The Landwehr Canal (Landwehrkanal), is a 10.7 km canal parallel to the Spree river in Berlin, Germany, built between 1845 and 1850 to plans by Peter Joseph Lenné. It connects the upper part of the Spree at the eastern harbour (Osthafen) in Friedrichshain with its lower part in Charlottenburg, flowing through Kreuzberg and Tiergarten.

== History ==
Lenné designed a canal with sloped walls, an average width of 20 m at the surface and locks near both ends to control the water depth. In the course of two enlargements (1883–1890 and 1936–1941), it reached a breadth of 22 m and a depth of 2 m. Today the waterway is mainly used by tourist boats and pleasure craft.

== About ==
The Landwehr Canal leaves the Spree River in the eastern harbour in Friedrichshain, east of the city centre. It immediately descends through the upper lock (Schleusenufer) and heads in a straight line south west to its junction with the Neukölln Ship Canal, which provides a connection to the Teltow Canal. Here the Landwehr Canal turns north west through Kreuzberg, along the Paul-Lincke-Ufer.

In Kreuzberg the canal passes the entrance to the former Luisenstadt Canal that, between 1852 and 1926, provided a further connection to the Spree River. Although this has since been filled and partially converted to a public garden, its route can still be traced by the parallel flanking streets with their distinctive damm suffixes.

Further west in Kreuzberg, the canal is paralleled for about 1 km by the U1 line of the Berlin U-Bahn, which runs here as an elevated railway. After passing the elevated Möckernbrücke and Hallesches Tor stations, the U1 crosses the canal on a high level bridge that also spans the railway bridge that once gave access to the, now demolished, Anhalter Bahnhof. Shortly after that, the elevated U2 line crosses the canal.

After entering Tiergarten, the canal flows between the Großer Tiergarten Park and the Berlin Zoological Garden. Here the canal passes through the lower lock (Unterschleuse) and is bridged by the Berlin Stadtbahn. This historic elevated railway carries S-Bahn, Regional-Express and InterCity trains. The Landwehr Canal rejoins the Spree River in Charlottenburg, immediately opposite the entrance to the Charlottenburg Canal at a waterways crossroad known as Spreekreuz.

==Events==
After Rosa Luxemburg was executed on 15 January 1919, her body was dumped into the Landwehr Canal, where it was not found until 1 June 1919. A memorial marks the site. In 1920, Anna "Anastasia" Anderson (Franziska Schanzkowska) attempted suicide by jumping into the water. In 1932, the initial construction of the Shell-Haus overlooking the canal was completed.

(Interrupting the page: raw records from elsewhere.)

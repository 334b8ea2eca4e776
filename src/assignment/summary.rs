use serde::{Deserialize, Serialize};
use std::collections::BTreeMap;

use crate::core::lineage::TaxonomicAssignment;
use crate::core::types::Rank;

/// Default confidence separating high- from low-confidence assignments
pub const DEFAULT_HIGH_CONFIDENCE_THRESHOLD: u8 = 70;

/// Dataset-level aggregates over a batch of assignments
#[derive(Debug, Clone, Default, PartialEq, Serialize, Deserialize)]
pub struct AssignmentSummary {
    pub total: usize,
    pub assigned_count: usize,
    pub unassigned_count: usize,

    /// Mean confidence over assigned ASVs; 0 when nothing was assigned
    pub mean_confidence: f64,

    pub kingdom_counts: BTreeMap<String, usize>,
    pub phylum_counts: BTreeMap<String, usize>,
    pub family_counts: BTreeMap<String, usize>,
    pub species_counts: BTreeMap<String, usize>,
}

impl AssignmentSummary {
    #[must_use]
    pub fn from_assignments(assignments: &[TaxonomicAssignment]) -> Self {
        let assigned: Vec<&TaxonomicAssignment> =
            assignments.iter().filter(|a| a.is_assigned()).collect();

        let mean_confidence = if assigned.is_empty() {
            0.0
        } else {
            let sum: u32 = assigned.iter().map(|a| u32::from(a.confidence)).sum();
            f64::from(sum) / crate::matching::scoring::count_to_f64(assigned.len())
        };

        Self {
            total: assignments.len(),
            assigned_count: assigned.len(),
            unassigned_count: assignments.len() - assigned.len(),
            mean_confidence,
            kingdom_counts: rank_counts(assignments, Rank::Kingdom),
            phylum_counts: rank_counts(assignments, Rank::Phylum),
            family_counts: rank_counts(assignments, Rank::Family),
            species_counts: rank_counts(assignments, Rank::Species),
        }
    }
}

/// Frequency of each value at `rank`, counting only assignments that set it
fn rank_counts(assignments: &[TaxonomicAssignment], rank: Rank) -> BTreeMap<String, usize> {
    let mut counts = BTreeMap::new();
    for value in assignments.iter().filter_map(|a| a.lineage.get(rank)) {
        *counts.entry(value.to_string()).or_insert(0) += 1;
    }
    counts
}

/// Assignments for a batch of ASVs plus their summary
#[derive(Debug, Clone, Serialize, Deserialize)]
pub struct BatchAssignment {
    pub assignments: Vec<TaxonomicAssignment>,
    pub summary: AssignmentSummary,
}

impl BatchAssignment {
    #[must_use]
    pub fn new(assignments: Vec<TaxonomicAssignment>) -> Self {
        let summary = AssignmentSummary::from_assignments(&assignments);
        Self {
            assignments,
            summary,
        }
    }
}

/// Assignments split by confidence
#[derive(Debug, Clone, Default, Serialize, Deserialize)]
pub struct ConfidenceBuckets {
    /// confidence >= threshold
    pub high: Vec<TaxonomicAssignment>,
    /// 0 < confidence < threshold
    pub low: Vec<TaxonomicAssignment>,
}

/// Partition assignments by confidence; unassigned ones land in neither bucket
#[must_use]
pub fn filter_by_confidence(
    assignments: &[TaxonomicAssignment],
    threshold: u8,
) -> ConfidenceBuckets {
    let mut buckets = ConfidenceBuckets::default();
    for assignment in assignments {
        if assignment.confidence == 0 {
            continue;
        }
        if assignment.confidence >= threshold {
            buckets.high.push(assignment.clone());
        } else {
            buckets.low.push(assignment.clone());
        }
    }
    buckets
}

#[cfg(test)]
mod tests {
    use super::*;
    use crate::core::lineage::Lineage;
    use crate::core::types::AssignmentMethod;

    fn assignment(id: &str, phylum: Option<&str>, species: &str, confidence: u8) -> TaxonomicAssignment {
        let mut lineage = Lineage::default();
        lineage.set(Rank::Kingdom, "Animalia");
        if let Some(phylum) = phylum {
            lineage.set(Rank::Phylum, phylum);
        }
        lineage.set(Rank::Species, species);
        TaxonomicAssignment::assigned(id, lineage, confidence, AssignmentMethod::ReferenceMatch)
    }

    #[test]
    fn test_summary_counts() {
        let assignments = vec![
            assignment("A1", Some("Chordata"), "Gadus morhua", 90),
            assignment("A2", None, "Gadus morhua", 80),
            assignment("A3", Some("Arthropoda"), "Chironomus riparius", 70),
            TaxonomicAssignment::unassigned("A4"),
        ];
        let summary = AssignmentSummary::from_assignments(&assignments);

        assert_eq!(summary.total, 4);
        assert_eq!(summary.assigned_count, 3);
        assert_eq!(summary.unassigned_count, 1);
        assert!((summary.mean_confidence - 80.0).abs() < 1e-9);
        assert_eq!(summary.kingdom_counts.get("Animalia"), Some(&3));
        assert_eq!(summary.phylum_counts.len(), 2);
        assert_eq!(summary.phylum_counts.values().sum::<usize>(), 2);
        assert_eq!(summary.species_counts.get("Gadus morhua"), Some(&2));
        assert!(summary.family_counts.is_empty());
    }

    #[test]
    fn test_summary_all_unassigned() {
        let batch = BatchAssignment::new(vec![
            TaxonomicAssignment::unassigned("A1"),
            TaxonomicAssignment::unassigned("A2"),
        ]);
        assert_eq!(batch.summary.assigned_count, 0);
        assert_eq!(batch.summary.unassigned_count, 2);
        assert_eq!(batch.summary.mean_confidence, 0.0);
    }

    #[test]
    fn test_filter_by_confidence() {
        let assignments = vec![
            assignment("A1", None, "s1", 95),
            assignment("A2", None, "s2", 70),
            assignment("A3", None, "s3", 69),
            assignment("A4", None, "s4", 1),
            TaxonomicAssignment::unassigned("A5"),
        ];
        let buckets = filter_by_confidence(&assignments, DEFAULT_HIGH_CONFIDENCE_THRESHOLD);

        let high: Vec<&str> = buckets.high.iter().map(|a| a.asv_id.as_str()).collect();
        let low: Vec<&str> = buckets.low.iter().map(|a| a.asv_id.as_str()).collect();
        assert_eq!(high, vec!["A1", "A2"]);
        assert_eq!(low, vec!["A3", "A4"]);
    }
}
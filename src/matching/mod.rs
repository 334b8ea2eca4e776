//! Reference matching by k-mer similarity.
//!
//! - [`MatchingEngine`]: Scores a query sequence against every catalog entry
//! - [`kmer_similarity`]: Jaccard index over the k-mer sets of two sequences
//!
//! ## Scoring
//!
//! Sequences are decomposed into overlapping 8-mers (case-insensitive) and
//! compared with the Jaccard index `|A ∩ B| / |A ∪ B|`. Sequences shorter than
//! eight bases score 0 against everything.
//!
//! ## Example
//!
//! ```rust,no_run
//! use edna_core::{MatchingEngine, ReferenceCatalog};
//!
//! let catalog = ReferenceCatalog::load_embedded().unwrap();
//! let engine = MatchingEngine::new(&catalog);
//!
//! if let Some(hit) = engine.best_hit("GGCGGGACGAATGGACAACGACGG", 0.8) {
//!     println!("{}: {:.1}%", hit.entry.id, hit.similarity * 100.0);
//! }
//! ```
//!
//! [`MatchingEngine`]: engine::MatchingEngine
//! [`kmer_similarity`]: scoring::kmer_similarity

pub mod engine;
pub mod scoring;
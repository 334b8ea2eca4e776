use serde::{Deserialize, Serialize};
use std::collections::{BTreeSet, HashMap, HashSet};
use tracing::{debug, info};

use crate::contamination::detectors::{
    AdapterDetector, Detector, IndexBleedDetector, LabContaminantDetector,
    NegativeControlDetector, UnexpectedTaxaDetector,
};
use crate::contamination::flag::ContaminationFlag;
use crate::contamination::report::ContaminationReport;
use crate::core::asv::Asv;
use crate::core::lineage::TaxonomicAssignment;
use crate::core::types::{Environment, Severity};
use crate::utils::validation::{validate_fraction, ValidationError};

/// Default fraction of an ASV's peak abundance below which presence looks like bleed
pub const DEFAULT_INDEX_BLEED_THRESHOLD: f64 = 0.001;

/// Default peak abundance an ASV must exceed before index bleed is considered
pub const DEFAULT_INDEX_BLEED_MIN_ABUNDANCE: u64 = 100;

/// Options for contamination screening
#[derive(Debug, Clone, Serialize, Deserialize)]
#[serde(default)]
pub struct ContaminationConfig {
    pub expected_environment: Environment,
    pub index_bleed_threshold: f64,
    pub index_bleed_min_abundance: u64,
    pub negative_control_sequences: Vec<String>,

    /// Lowest severity that gets an ASV removed
    pub min_severity: Severity,
}

impl Default for ContaminationConfig {
    fn default() -> Self {
        Self {
            expected_environment: Environment::default(),
            index_bleed_threshold: DEFAULT_INDEX_BLEED_THRESHOLD,
            index_bleed_min_abundance: DEFAULT_INDEX_BLEED_MIN_ABUNDANCE,
            negative_control_sequences: Vec::new(),
            min_severity: Severity::default(),
        }
    }
}

impl ContaminationConfig {
    /// # Errors
    ///
    /// Returns `ValidationError::OutOfRange` if `index_bleed_threshold` is
    /// outside [0, 1].
    pub fn validate(&self) -> Result<(), ValidationError> {
        validate_fraction("index_bleed_threshold", self.index_bleed_threshold)?;
        Ok(())
    }
}

/// ASVs left after contaminant removal and the ids that were dropped
#[derive(Debug, Clone, Default, Serialize, Deserialize)]
pub struct Removal {
    pub cleaned: Vec<Asv>,
    pub removed: Vec<String>,
}

/// Runs the detector battery over ASVs and aggregates per-sample reports
pub struct ContaminationScreener {
    detectors: Vec<Box<dyn Detector>>,
    min_severity: Severity,
}

impl ContaminationScreener {
    /// Screener with the default battery and options
    pub fn new() -> Self {
        Self::from_parts(&ContaminationConfig::default())
    }

    /// # Errors
    ///
    /// Returns a `ValidationError` if the configuration is out of range.
    pub fn with_config(config: &ContaminationConfig) -> Result<Self, ValidationError> {
        config.validate()?;
        Ok(Self::from_parts(config))
    }

    fn from_parts(config: &ContaminationConfig) -> Self {
        let detectors: Vec<Box<dyn Detector>> = vec![
            Box::new(LabContaminantDetector),
            Box::new(AdapterDetector),
            Box::new(NegativeControlDetector::new(
                &config.negative_control_sequences,
            )),
            Box::new(UnexpectedTaxaDetector::new(config.expected_environment)),
            Box::new(IndexBleedDetector::new(
                config.index_bleed_threshold,
                config.index_bleed_min_abundance,
            )),
        ];
        Self {
            detectors,
            min_severity: config.min_severity,
        }
    }

    pub fn min_severity(&self) -> Severity {
        self.min_severity
    }

    /// Every flag the battery raises for one ASV
    pub fn detect(
        &self,
        asv: &Asv,
        assignment: Option<&TaxonomicAssignment>,
    ) -> Vec<ContaminationFlag> {
        self.detectors
            .iter()
            .filter_map(|detector| {
                let flag = detector.detect(asv, assignment)?;
                debug!("{}: flagged by {}", asv.id, detector.name());
                Some(flag)
            })
            .collect()
    }

    /// Every flag for every ASV, in input order
    #[allow(clippy::implicit_hasher)]
    pub fn detect_all(
        &self,
        asvs: &[Asv],
        assignments: &HashMap<String, TaxonomicAssignment>,
    ) -> Vec<ContaminationFlag> {
        asvs.iter()
            .flat_map(|asv| self.detect(asv, assignments.get(&asv.id)))
            .collect()
    }

    /// Screen the ASVs observed in `sample_id` (count > 0)
    #[allow(clippy::implicit_hasher)]
    pub fn screen_sample(
        &self,
        sample_id: &str,
        asvs: &[Asv],
        assignments: &HashMap<String, TaxonomicAssignment>,
    ) -> ContaminationReport {
        let observed: Vec<&Asv> = asvs.iter().filter(|a| a.is_present_in(sample_id)).collect();
        let flags: Vec<ContaminationFlag> = observed
            .iter()
            .flat_map(|asv| self.detect(asv, assignments.get(&asv.id)))
            .collect();

        let report = ContaminationReport::new(sample_id, flags, observed.len());
        info!(
            "Sample {}: {} flags on {}/{} ASVs, score {}",
            report.sample_id,
            report.flags.len(),
            report.flagged_asvs,
            report.total_asvs,
            report.contamination_score
        );
        report
    }

    /// One report per sample id found in the ASVs, sorted by sample id
    #[allow(clippy::implicit_hasher)]
    pub fn screen_samples(
        &self,
        asvs: &[Asv],
        assignments: &HashMap<String, TaxonomicAssignment>,
    ) -> Vec<ContaminationReport> {
        let samples: BTreeSet<&str> = asvs
            .iter()
            .flat_map(|asv| asv.abundance.keys().map(String::as_str))
            .collect();

        samples
            .into_iter()
            .map(|sample| self.screen_sample(sample, asvs, assignments))
            .collect()
    }
}

impl Default for ContaminationScreener {
    fn default() -> Self {
        Self::new()
    }
}

/// Drop every ASV carrying at least one flag at or above `min_severity`.
///
/// `cleaned` keeps input order; `removed` lists the dropped ids in input order.
pub fn remove_contaminants(
    asvs: &[Asv],
    flags: &[ContaminationFlag],
    min_severity: Severity,
) -> Removal {
    let flagged: HashSet<&str> = flags
        .iter()
        .filter(|f| f.is_at_least(min_severity))
        .map(|f| f.asv_id.as_str())
        .collect();

    let mut removal = Removal::default();
    for asv in asvs {
        if flagged.contains(asv.id.as_str()) {
            removal.removed.push(asv.id.clone());
        } else {
            removal.cleaned.push(asv.clone());
        }
    }

    if !removal.removed.is_empty() {
        info!(
            "Removed {} of {} ASVs at severity >= {min_severity}",
            removal.removed.len(),
            asvs.len()
        );
    }
    removal
}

On 27 April 1945, the Red Army was closing in on the German Army's final defensive stronghold in the Tiergarten district of Berlin. As some Soviet troops were using the U-bahn tunnels for their advance, German military engineers, apparently acting on Hitler's direct orders, blew up retaining walls by a railway tunnel adjoining the canal, drowning many civilians and evacuated army casualties (in hospital trains) who were given refuge in the tunnels.

On 8 June 1962, a party of fourteen East German refugees commandeered the river steamer Friedrich Wolff, erected steel plates around the wheelhouse and sailed from the Spree into the Landwehr Canal. An East German patrol boat intercepted them and opened fire, but West German police returned fire and all landed safely on the canal bank, in the West.